**EXTRACTED RECORDS**
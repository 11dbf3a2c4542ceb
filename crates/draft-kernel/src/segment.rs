//! Point / segment / line primitives.
//!
//! These run on every pointer move, so they stay allocation-free and never
//! divide by a near-zero denominator: parallel lines and zero-length segments
//! come back as `None`, not as NaN.

use crate::geometry::{EPSILON, Line, Point, Segment};

/// An intersection between two parametrized carriers.
///
/// `t` is the parameter along the first segment (`p1 → p2`), `u` along the
/// second (`p3 → p4`). Both are in `[0, 1]` when the point lies within the
/// finite segments.
#[derive(Debug, Clone, Copy, PartialEq)]
pub struct Crossing {
    pub point: Point,
    pub t: f64,
    pub u: f64,
}

/// Closest point on segment `ab` to `p`, with the clamped parameter `t`.
///
/// A zero-length segment projects everything onto `a` with `t = 0`.
#[inline]
pub fn closest_point_on_segment(p: Point, a: Point, b: Point) -> (Point, f64) {
    let ab = b - a;
    let len_sq = ab.dot(ab);
    if len_sq < EPSILON * EPSILON {
        return (a, 0.0);
    }

    let t = ((p - a).dot(ab) / len_sq).clamp(0.0, 1.0);
    (a + ab * t, t)
}

/// Euclidean distance from `p` to the finite segment `ab`.
#[inline]
pub fn distance_point_to_segment(p: Point, a: Point, b: Point) -> f64 {
    let (closest, _) = closest_point_on_segment(p, a, b);
    p.distance(closest)
}

/// Solve the 2×2 system for the infinite lines `p1p2` and `p3p4`.
///
/// Returns unbounded parameters, or `None` for parallel/near-parallel lines
/// (and for degenerate carriers, whose determinant is zero too). The
/// parallel test is on the sine of the angle between the carriers, so it
/// does not depend on drawing units.
#[inline]
pub fn line_intersection_params(p1: Point, p2: Point, p3: Point, p4: Point) -> Option<Crossing> {
    let d1 = p2 - p1;
    let d2 = p4 - p3;
    let denom = d1.cross(d2);

    if denom.abs() <= EPSILON * d1.length() * d2.length() {
        return None;
    }

    let offset = p3 - p1;
    let t = offset.cross(d2) / denom;
    let u = offset.cross(d1) / denom;
    Some(Crossing { point: p1 + d1 * t, t, u })
}

/// Intersection of two infinite lines.
#[inline]
pub fn line_intersection(p1: Point, p2: Point, p3: Point, p4: Point) -> Option<Point> {
    line_intersection_params(p1, p2, p3, p4).map(|c| c.point)
}

/// Intersection of two finite segments, with both parameters.
///
/// Parameters within `EPSILON` of the ends count as touching, so segments
/// meeting exactly at an endpoint intersect.
#[inline]
pub fn segment_intersection_params(p1: Point, p2: Point, p3: Point, p4: Point) -> Option<Crossing> {
    let crossing = line_intersection_params(p1, p2, p3, p4)?;
    let within = |v: f64| (-EPSILON..=1.0 + EPSILON).contains(&v);

    if within(crossing.t) && within(crossing.u) {
        let t = crossing.t.clamp(0.0, 1.0);
        let u = crossing.u.clamp(0.0, 1.0);
        Some(Crossing { point: p1.lerp(p2, t), t, u })
    } else {
        None
    }
}

/// Intersection point of two finite segments.
#[inline]
pub fn segment_intersection(p1: Point, p2: Point, p3: Point, p4: Point) -> Option<Point> {
    segment_intersection_params(p1, p2, p3, p4).map(|c| c.point)
}

/// Where a ray from `origin` along `direction` meets an infinite line.
///
/// Hits behind the origin do not count.
pub fn ray_line_intersection(origin: Point, direction: Point, line: &Line) -> Option<Point> {
    let crossing = line_intersection_params(origin, origin + direction, line.p1, line.p2)?;
    if crossing.t < -EPSILON {
        return None;
    }
    Some(crossing.point)
}

/// Convenience over [`segment_intersection`] for `Segment` values.
#[inline]
pub fn segments_cross(a: &Segment, b: &Segment) -> Option<Point> {
    segment_intersection(a.start, a.end, b.start, b.end)
}
//! Shared plumbing for pattern generators.
//!
//! Every family generates in a *local* frame: origin at the bounds centroid,
//! X along the hatch angle. [`TileSink`] maps local geometry back to world
//! space, clips or filters it against the bounds, and collects primitives,
//! so generators never deal with rotation or clipping themselves.

use std::ops::RangeInclusive;

use tracing::{trace, warn};

use crate::bounds::Bounds;
use crate::clip::clip_spans;
use crate::geometry::{Point, Segment};
use crate::hatch::Primitive;

/// Upper bound on lattice cells or candidate lines for a single family.
/// Denser requests are skipped with a warning instead of stalling a
/// pointer-move handler.
pub const MAX_LATTICE_CELLS: u64 = 250_000;

/// A rotation about a pivot point.
#[derive(Debug, Clone, Copy, PartialEq)]
pub struct TileFrame {
    pivot: Point,
    sin_a: f64,
    cos_a: f64,
}

impl TileFrame {
    pub fn new(pivot: Point, angle_degrees: f64) -> Self {
        let (sin_a, cos_a) = angle_degrees.to_radians().sin_cos();
        Self { pivot, sin_a, cos_a }
    }

    /// Local → world: rotate by `+angle`, then translate to the pivot.
    #[inline]
    pub fn to_world(&self, local: Point) -> Point {
        self.pivot + local.rotated(self.sin_a, self.cos_a)
    }

    /// World → local: translate the pivot to the origin, rotate by `-angle`.
    #[inline]
    pub fn to_local(&self, world: Point) -> Point {
        (world - self.pivot).rotated(-self.sin_a, self.cos_a)
    }
}

/// Axis-aligned box of the bounds as seen in a [`TileFrame`].
#[derive(Debug, Clone, Copy, PartialEq)]
pub struct LocalExtent {
    pub min_x: f64,
    pub min_y: f64,
    pub max_x: f64,
    pub max_y: f64,
}

impl LocalExtent {
    pub fn of(bounds: &Bounds, frame: &TileFrame) -> Self {
        let pad = bounds.hull_padding();
        let mut extent = Self {
            min_x: f64::INFINITY,
            min_y: f64::INFINITY,
            max_x: f64::NEG_INFINITY,
            max_y: f64::NEG_INFINITY,
        };
        for p in bounds.hull_points() {
            let local = frame.to_local(p);
            extent.min_x = extent.min_x.min(local.x - pad);
            extent.min_y = extent.min_y.min(local.y - pad);
            extent.max_x = extent.max_x.max(local.x + pad);
            extent.max_y = extent.max_y.max(local.y + pad);
        }
        extent
    }

    /// Largest distance from the local origin along Y.
    #[inline]
    pub fn max_perpendicular(&self) -> f64 {
        self.min_y.abs().max(self.max_y.abs())
    }

    /// Largest distance from the local origin along X.
    #[inline]
    pub fn max_along(&self) -> f64 {
        self.min_x.abs().max(self.max_x.abs())
    }

    /// Largest distance from the local origin to a corner of the box.
    #[inline]
    pub fn max_radius(&self) -> f64 {
        self.max_along().hypot(self.max_perpendicular())
    }

    /// Lattice index bounds `(first, last)` with `i * step` covering
    /// `[min, max]`, plus one cell of margin on each side. Still floats, so
    /// the cell count can be checked before anything is cast.
    #[inline]
    fn index_bounds(min: f64, max: f64, step: f64) -> (f64, f64) {
        ((min / step).floor() - 1.0, (max / step).ceil() + 1.0)
    }

    /// Column and row index ranges for a `dx × dy` lattice, or `None` when
    /// it would exceed [`MAX_LATTICE_CELLS`].
    pub fn lattice(&self, dx: f64, dy: f64, family: &str) -> Option<(RangeInclusive<i64>, RangeInclusive<i64>)> {
        let (col_first, col_last) = Self::index_bounds(self.min_x, self.max_x, dx);
        let (row_first, row_last) = Self::index_bounds(self.min_y, self.max_y, dy);
        let count = (col_last - col_first + 1.0).max(0.0) * (row_last - row_first + 1.0).max(0.0);
        if !count.is_finite() || count > MAX_LATTICE_CELLS as f64 {
            warn!(family, cells = count, limit = MAX_LATTICE_CELLS, "lattice too dense, skipping");
            return None;
        }
        Some((col_first as i64..=col_last as i64, row_first as i64..=row_last as i64))
    }
}

/// Collects clipped primitives for one tiling call.
pub struct TileSink<'a> {
    bounds: &'a Bounds,
    frame: TileFrame,
    extent: LocalExtent,
    diagonal: f64,
    out: Vec<Primitive>,
    candidates: usize,
}

impl<'a> TileSink<'a> {
    pub fn new(bounds: &'a Bounds, angle_degrees: f64) -> Self {
        let frame = TileFrame::new(bounds.centroid(), angle_degrees);
        Self {
            bounds,
            frame,
            extent: LocalExtent::of(bounds, &frame),
            diagonal: bounds.bounding_box().diagonal(),
            out: Vec::new(),
            candidates: 0,
        }
    }

    /// Switch to another hatch angle around the same pivot.
    pub fn rotate_to(&mut self, angle_degrees: f64) {
        self.frame = TileFrame::new(self.bounds.centroid(), angle_degrees);
        self.extent = LocalExtent::of(self.bounds, &self.frame);
    }

    #[inline]
    pub fn bounds(&self) -> &Bounds {
        self.bounds
    }

    #[inline]
    pub fn extent(&self) -> &LocalExtent {
        &self.extent
    }

    /// Diagonal of the world-space bounding box.
    #[inline]
    pub fn diagonal(&self) -> f64 {
        self.diagonal
    }

    /// Local segment, clipped to the bounds.
    pub fn segment(&mut self, a: Point, b: Point) {
        self.candidates += 1;
        let world = Segment::new(self.frame.to_world(a), self.frame.to_world(b));
        self.out.extend(clip_spans(&world, self.bounds).into_iter().map(Primitive::Segment));
    }

    /// Local open polyline, each piece clipped.
    pub fn polyline(&mut self, points: &[Point]) {
        for pair in points.windows(2) {
            self.segment(pair[0], pair[1]);
        }
    }

    /// Local point, kept only when inside the bounds.
    pub fn point(&mut self, p: Point) {
        self.candidates += 1;
        let world = self.frame.to_world(p);
        if self.bounds.contains(world) {
            self.out.push(Primitive::Point(world));
        }
    }

    /// Local closed ring, kept only when every vertex is inside the bounds.
    pub fn polygon(&mut self, ring: &[Point]) {
        self.candidates += 1;
        let world: Vec<Point> = ring.iter().map(|p| self.frame.to_world(*p)).collect();
        if world.iter().all(|p| self.bounds.contains(*p)) {
            self.out.push(Primitive::Polygon(world));
        }
    }

    /// World-space ring emitted as-is.
    pub fn world_polygon(&mut self, ring: Vec<Point>) {
        self.candidates += 1;
        self.out.push(Primitive::Polygon(ring));
    }

    pub fn finish(self) -> Vec<Primitive> {
        trace!(
            candidates = self.candidates,
            kept = self.out.len(),
            bounds = self.bounds.kind_name(),
            "pattern family finished"
        );
        self.out
    }
}

#[cfg(test)]
mod tests {
    use super::*;
    use crate::hatch::HatchSpec;
    use crate::patterns::PatternKind;
    use approx::assert_relative_eq;

    fn square() -> Bounds {
        Bounds::rect(0.0, 0.0, 100.0, 100.0).unwrap()
    }

    #[test]
    fn frame_round_trips_a_point() {
        let frame = TileFrame::new(Point::new(50.0, 50.0), 90.0);
        let world = frame.to_world(Point::new(50.0, 0.0));
        assert_relative_eq!(world.x, 50.0, epsilon = 1e-9);
        assert_relative_eq!(world.y, 100.0, epsilon = 1e-9);
        let back = frame.to_local(world);
        assert_relative_eq!(back.x, 50.0, epsilon = 1e-9);
        assert_relative_eq!(back.y, 0.0, epsilon = 1e-9);
    }

    #[test]
    fn extent_of_rotated_square_grows() {
        let bounds = square();
        let flat = LocalExtent::of(&bounds, &TileFrame::new(bounds.centroid(), 0.0));
        assert_relative_eq!(flat.max_perpendicular(), 50.0, epsilon = 1e-9);
        let tilted = LocalExtent::of(&bounds, &TileFrame::new(bounds.centroid(), 45.0));
        assert_relative_eq!(tilted.max_perpendicular(), 50.0 * 2f64.sqrt(), epsilon = 1e-9);
    }

    #[test]
    fn circle_extent_uses_radius() {
        let bounds = Bounds::circle(Point::new(3.0, 4.0), 5.0).unwrap();
        let extent = LocalExtent::of(&bounds, &TileFrame::new(bounds.centroid(), 30.0));
        assert_relative_eq!(extent.min_x, -5.0, epsilon = 1e-9);
        assert_relative_eq!(extent.max_y, 5.0, epsilon = 1e-9);
    }

    #[test]
    fn lattice_refuses_absurd_density() {
        let bounds = square();
        let extent = LocalExtent::of(&bounds, &TileFrame::new(bounds.centroid(), 0.0));
        assert!(extent.lattice(10.0, 10.0, "test").is_some());
        assert!(extent.lattice(0.01, 0.01, "test").is_none());
    }

    #[test]
    fn lattice_refuses_extents_past_i64() {
        let bounds = Bounds::rect(0.0, 0.0, 2e19, 10.0).unwrap();
        let extent = LocalExtent::of(&bounds, &TileFrame::new(bounds.centroid(), 0.0));
        assert!(extent.lattice(1.0, 1.0, "test").is_none());
    }

    #[test]
    fn lattice_ranges_cover_extent() {
        let extent = LocalExtent { min_x: -25.0, min_y: -5.0, max_x: 25.0, max_y: 5.0 };
        let (cols, rows) = extent.lattice(10.0, 10.0, "test").unwrap();
        assert_eq!(cols, -4..=4);
        assert_eq!(rows, -2..=2);
    }

    #[test]
    fn huge_bounds_tile_without_panicking() {
        let bounds = Bounds::rect(0.0, 0.0, 2e19, 10.0).unwrap();
        for &kind in PatternKind::all() {
            let spec = HatchSpec::new(kind, 1.0, 0.0).unwrap();
            let _ = kind.generate(&bounds, &spec);
        }
    }

    #[test]
    fn sink_clips_and_filters() {
        let bounds = square();
        let mut sink = TileSink::new(&bounds, 0.0);
        sink.segment(Point::new(-100.0, 0.0), Point::new(100.0, 0.0));
        sink.point(Point::new(0.0, 0.0));
        sink.point(Point::new(80.0, 0.0));
        let out = sink.finish();
        assert_eq!(out.len(), 2);
        assert_eq!(out[0], Primitive::Segment(Segment::from_coords(0.0, 50.0, 100.0, 50.0)));
        assert_eq!(out[1], Primitive::Point(Point::new(50.0, 50.0)));
    }
}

**WORK TO BE COMPLETED**
Check each line above for the word "generators". Then state how many lines contain it, and nothing more.

**REPLY**
2